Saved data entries
//! Room registry actor
//!
//! The central actor that owns every room, keyed by room code.
//! Request handlers talk to it through a cloneable [`RegistryHandle`]; each
//! command carries a `oneshot` sender for the reply. Commands are processed one
//! at a time, so concurrent requests against the same room never interleave.

use std::collections::HashMap;

use tokio::sync::{mpsc, oneshot};
use tracing::{debug, info};

use crate::error::{AppError, RoomError};
use crate::message::RoomSnapshot;
use crate::room::Room;
use crate::types::RoomCode;

/// Commands sent from request handlers to the registry actor
#[derive(Debug)]
pub enum RegistryCommand {
    /// Create a new room hosted by `host`
    Create {
        host: String,
        reply: oneshot::Sender<RoomCode>,
    },
    /// Join an existing room
    Join {
        code: RoomCode,
        username: String,
        reply: oneshot::Sender<Result<(), RoomError>>,
    },
    /// Mark a player as ready
    MarkReady {
        code: RoomCode,
        username: String,
        reply: oneshot::Sender<Result<bool, RoomError>>,
    },
    /// Ask whether every non-host player is ready
    AllReady {
        code: RoomCode,
        reply: oneshot::Sender<Result<bool, RoomError>>,
    },
    /// Start the game (host only)
    Start {
        code: RoomCode,
        username: String,
        reply: oneshot::Sender<Result<(), RoomError>>,
    },
    /// Read a room's current state
    Snapshot {
        code: RoomCode,
        reply: oneshot::Sender<Result<RoomSnapshot, RoomError>>,
    },
}

/// In-memory room table
///
/// Rooms live for the lifetime of the process; nothing is ever removed.
#[derive(Debug, Default)]
pub struct RoomRegistry {
    /// All rooms: RoomCode -> Room
    rooms: HashMap<RoomCode, Room>,
}

impl RoomRegistry {
    pub fn new() -> Self {
        Self::default()
    }

    /// Run the registry event loop
    ///
    /// Continuously receives and processes commands until all handles are dropped.
    pub async fn run(mut self, mut receiver: mpsc::Receiver<RegistryCommand>) {
        info!("Room registry started");

        while let Some(cmd) = receiver.recv().await {
            self.handle_command(cmd);
        }

        info!("Room registry shutting down ({} rooms)", self.rooms.len());
    }

    /// Process a single command
    ///
    /// A dropped reply receiver means the request was abandoned; the
    /// mutation still stands.
    fn handle_command(&mut self, cmd: RegistryCommand) {
        match cmd {
            RegistryCommand::Create { host, reply } => {
                let _ = reply.send(self.create(host));
            }
            RegistryCommand::Join {
                code,
                username,
                reply,
            } => {
                let _ = reply.send(self.join(&code, username));
            }
            RegistryCommand::MarkReady {
                code,
                username,
                reply,
            } => {
                let _ = reply.send(self.mark_ready(&code, &username));
            }
            RegistryCommand::AllReady { code, reply } => {
                let _ = reply.send(self.all_ready(&code));
            }
            RegistryCommand::Start {
                code,
                username,
                reply,
            } => {
                let _ = reply.send(self.start(&code, &username));
            }
            RegistryCommand::Snapshot { code, reply } => {
                let _ = reply.send(self.snapshot(&code));
            }
        }
    }

    /// Create a room under a fresh, unused code
    pub fn create(&mut self, host: String) -> RoomCode {
        let code = loop {
            let code = RoomCode::generate();
            if !self.rooms.contains_key(&code) {
                break code;
            }
        };

        info!("'{}' created room {}", host, code);
        self.rooms.insert(code.clone(), Room::new(code.clone(), host));
        debug!("Total rooms: {}", self.rooms.len());

        code
    }

    /// Join a room; repeat joins are no-ops
    pub fn join(&mut self, code: &RoomCode, username: String) -> Result<(), RoomError> {
        let room = self.room_mut(code)?;
        if room.add_player(username.clone()) {
            info!("'{}' joined room {}", username, code);
        } else {
            debug!("'{}' is already in room {}", username, code);
        }
        Ok(())
    }

    /// Mark a player ready; returns whether they were newly marked
    pub fn mark_ready(&mut self, code: &RoomCode, username: &str) -> Result<bool, RoomError> {
        let newly_ready = self.room_mut(code)?.mark_ready(username)?;
        if newly_ready {
            info!("'{}' is ready in room {}", username, code);
        }
        Ok(newly_ready)
    }

    pub fn all_ready(&self, code: &RoomCode) -> Result<bool, RoomError> {
        Ok(self.room(code)?.all_ready())
    }

    /// Authorize a game start; only the host may start
    pub fn start(&self, code: &RoomCode, username: &str) -> Result<(), RoomError> {
        self.room(code)?.start(username)?;
        info!("'{}' started the game in room {}", username, code);
        Ok(())
    }

    pub fn snapshot(&self, code: &RoomCode) -> Result<RoomSnapshot, RoomError> {
        Ok(self.room(code)?.snapshot())
    }

    pub fn contains(&self, code: &RoomCode) -> bool {
        self.rooms.contains_key(code)
    }

    pub fn len(&self) -> usize {
        self.rooms.len()
    }

    pub fn is_empty(&self) -> bool {
        self.rooms.is_empty()
    }

    fn room(&self, code: &RoomCode) -> Result<&Room, RoomError> {
        self.rooms
            .get(code)
            .ok_or_else(|| RoomError::NotFound(code.clone()))
    }

    fn room_mut(&mut self, code: &RoomCode) -> Result<&mut Room, RoomError> {
        self.rooms
            .get_mut(code)
            .ok_or_else(|| RoomError::NotFound(code.clone()))
    }
}

/// Cloneable handle to a running registry actor
#[derive(Debug, Clone)]
pub struct RegistryHandle {
    sender: mpsc::Sender<RegistryCommand>,
}

impl RegistryHandle {
    /// Spawn a registry actor with an empty room table
    pub fn spawn(buffer: usize) -> Self {
        let (sender, receiver) = mpsc::channel(buffer);
        tokio::spawn(RoomRegistry::new().run(receiver));
        Self { sender }
    }

    pub fn new(sender: mpsc::Sender<RegistryCommand>) -> Self {
        Self { sender }
    }

    pub async fn create(&self, host: String) -> Result<RoomCode, AppError> {
        self.request(|reply| RegistryCommand::Create { host, reply })
            .await
    }

    pub async fn join(&self, code: RoomCode, username: String) -> Result<(), AppError> {
        Ok(self
            .request(|reply| RegistryCommand::Join {
                code,
                username,
                reply,
            })
            .await??)
    }

    pub async fn mark_ready(&self, code: RoomCode, username: String) -> Result<bool, AppError> {
        Ok(self
            .request(|reply| RegistryCommand::MarkReady {
                code,
                username,
                reply,
            })
            .await??)
    }

    pub async fn all_ready(&self, code: RoomCode) -> Result<bool, AppError> {
        Ok(self
            .request(|reply| RegistryCommand::AllReady { code, reply })
            .await??)
    }

    pub async fn start(&self, code: RoomCode, username: String) -> Result<(), AppError> {
        Ok(self
            .request(|reply| RegistryCommand::Start {
                code,
                username,
                reply,
            })
            .await??)
    }

    pub async fn snapshot(&self, code: RoomCode) -> Result<RoomSnapshot, AppError> {
        Ok(self
            .request(|reply| RegistryCommand::Snapshot { code, reply })
            .await??)
    }

    /// Send a command and wait for the actor's reply
    async fn request<T>(
        &self,
        build: impl FnOnce(oneshot::Sender<T>) -> RegistryCommand,
    ) -> Result<T, AppError> {
        let (reply, response) = oneshot::channel();
        self.sender
            .send(build(reply))
            .await
            .map_err(|_| AppError::RegistryClosed)?;
        response.await.map_err(|_| AppError::RegistryClosed)
    }
}

#[cfg(test)]
mod tests {
    use super::*;

    #[test]
    fn test_create_yields_fresh_code() {
        let mut registry = RoomRegistry::new();
        for _ in 0..100 {
            let before = registry.len();
            let code = registry.create("Alice".to_string());
            assert_eq!(registry.len(), before + 1);
            assert!(registry.contains(&code));
        }
    }

    #[test]
    fn test_join_unknown_room() {
        let mut registry = RoomRegistry::new();
        let code = RoomCode::from_input("ZZZZZZ");

        let err = registry.join(&code, "Bob".to_string()).unwrap_err();
        assert_eq!(err, RoomError::NotFound(code));
        assert!(registry.is_empty());
    }

    #[test]
    fn test_join_idempotent() {
        let mut registry = RoomRegistry::new();
        let code = registry.create("Alice".to_string());

        registry.join(&code, "Bob".to_string()).unwrap();
        registry.join(&code, "Bob".to_string()).unwrap();

        let snapshot = registry.snapshot(&code).unwrap();
        assert_eq!(snapshot.players, vec!["Alice", "Bob"]);
    }

    #[test]
    fn test_mark_ready_unknown_room_and_stranger() {
        let mut registry = RoomRegistry::new();
        let code = registry.create("Alice".to_string());

        assert!(matches!(
            registry.mark_ready(&RoomCode::from_input("nope00"), "Alice"),
            Err(RoomError::NotFound(_))
        ));
        assert!(matches!(
            registry.mark_ready(&code, "Mallory"),
            Err(RoomError::NotAPlayer { .. })
        ));
        assert!(registry.snapshot(&code).unwrap().ready_players.is_empty());
    }

    #[test]
    fn test_start_unknown_room() {
        let registry = RoomRegistry::new();
        assert!(matches!(
            registry.start(&RoomCode::from_input("nope00"), "Alice"),
            Err(RoomError::NotFound(_))
        ));
    }

    #[test]
    fn test_lobby_scenario() {
        let mut registry = RoomRegistry::new();
        let code = registry.create("Alice".to_string());

        registry.join(&code, "Bob".to_string()).unwrap();
        let snapshot = registry.snapshot(&code).unwrap();
        assert_eq!(snapshot.players, vec!["Alice", "Bob"]);
        assert_eq!(snapshot.host, "Alice");
        assert!(!registry.all_ready(&code).unwrap());

        assert!(registry.mark_ready(&code, "Bob").unwrap());
        assert!(registry.all_ready(&code).unwrap());

        assert!(matches!(
            registry.start(&code, "Bob"),
            Err(RoomError::NotHost { .. })
        ));
        assert!(registry.start(&code, "Alice").is_ok());
    }

    #[tokio::test]
    async fn test_handle_round_trip() {
        let handle = RegistryHandle::spawn(8);

        let code = handle.create("Alice".to_string()).await.unwrap();
        handle.join(code.clone(), "Bob".to_string()).await.unwrap();
        assert!(handle.mark_ready(code.clone(), "Bob".to_string()).await.unwrap());
        assert!(handle.all_ready(code.clone()).await.unwrap());
        assert!(handle.start(code.clone(), "Alice".to_string()).await.is_ok());

        let err = handle
            .join(RoomCode::from_input("nope00"), "Bob".to_string())
            .await
            .unwrap_err();
        assert!(matches!(err, AppError::Room(RoomError::NotFound(_))));
    }

    #[tokio::test]
    async fn test_handle_concurrent_joins() {
        let handle = RegistryHandle::spawn(64);
        let code = handle.create("Alice".to_string()).await.unwrap();

        let mut tasks = Vec::new();
        for i in 0..20 {
            let handle = handle.clone();
            let code = code.clone();
            tasks.push(tokio::spawn(async move {
                handle.join(code, format!("player{}", i % 5)).await
            }));
        }
        for task in tasks {
            task.await.unwrap().unwrap();
        }

        let snapshot = handle.snapshot(code).await.unwrap();
        assert_eq!(snapshot.players.len(), 6);
    }

    #[tokio::test]
    async fn test_handle_closed_registry() {
        let (sender, receiver) = mpsc::channel(1);
        drop(receiver);
        let handle = RegistryHandle::new(sender);

        let err = handle.create("Alice".to_string()).await.unwrap_err();
        assert!(matches!(err, AppError::RegistryClosed));
    }
}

_EXERCISE INSTRUCTIONS_.
From the data above, output only the lines between the line containing "empty room table" and the line containing "self.sender", inclusive, exactly as written.

_ANSWER TO THIS PROBLEM_.
    /// Spawn a registry actor with an empty room table
    pub fn spawn(buffer: usize) -> Self {
        let (sender, receiver) = mpsc::channel(buffer);
        tokio::spawn(RoomRegistry::new().run(receiver));
        Self { sender }
    }

    pub fn new(sender: mpsc::Sender<RegistryCommand>) -> Self {
        Self { sender }
    }

    pub async fn create(&self, host: String) -> Result<RoomCode, AppError> {
        self.request(|reply| RegistryCommand::Create { host, reply })
            .await
    }

    pub async fn join(&self, code: RoomCode, username: String) -> Result<(), AppError> {
        Ok(self
            .request(|reply| RegistryCommand::Join {
                code,
                username,
                reply,
            })
            .await??)
    }

    pub async fn mark_ready(&self, code: RoomCode, username: String) -> Result<bool, AppError> {
        Ok(self
            .request(|reply| RegistryCommand::MarkReady {
                code,
                username,
                reply,
            })
            .await??)
    }

    pub async fn all_ready(&self, code: RoomCode) -> Result<bool, AppError> {
        Ok(self
            .request(|reply| RegistryCommand::AllReady { code, reply })
            .await??)
    }

    pub async fn start(&self, code: RoomCode, username: String) -> Result<(), AppError> {
        Ok(self
            .request(|reply| RegistryCommand::Start {
                code,
                username,
                reply,
            })
            .await??)
    }

    pub async fn snapshot(&self, code: RoomCode) -> Result<RoomSnapshot, AppError> {
        Ok(self
            .request(|reply| RegistryCommand::Snapshot { code, reply })
            .await??)
    }

    /// Send a command and wait for the actor's reply
    async fn request<T>(
        &self,
        build: impl FnOnce(oneshot::Sender<T>) -> RegistryCommand,
    ) -> Result<T, AppError> {
        let (reply, response) = oneshot::channel();
        self.sender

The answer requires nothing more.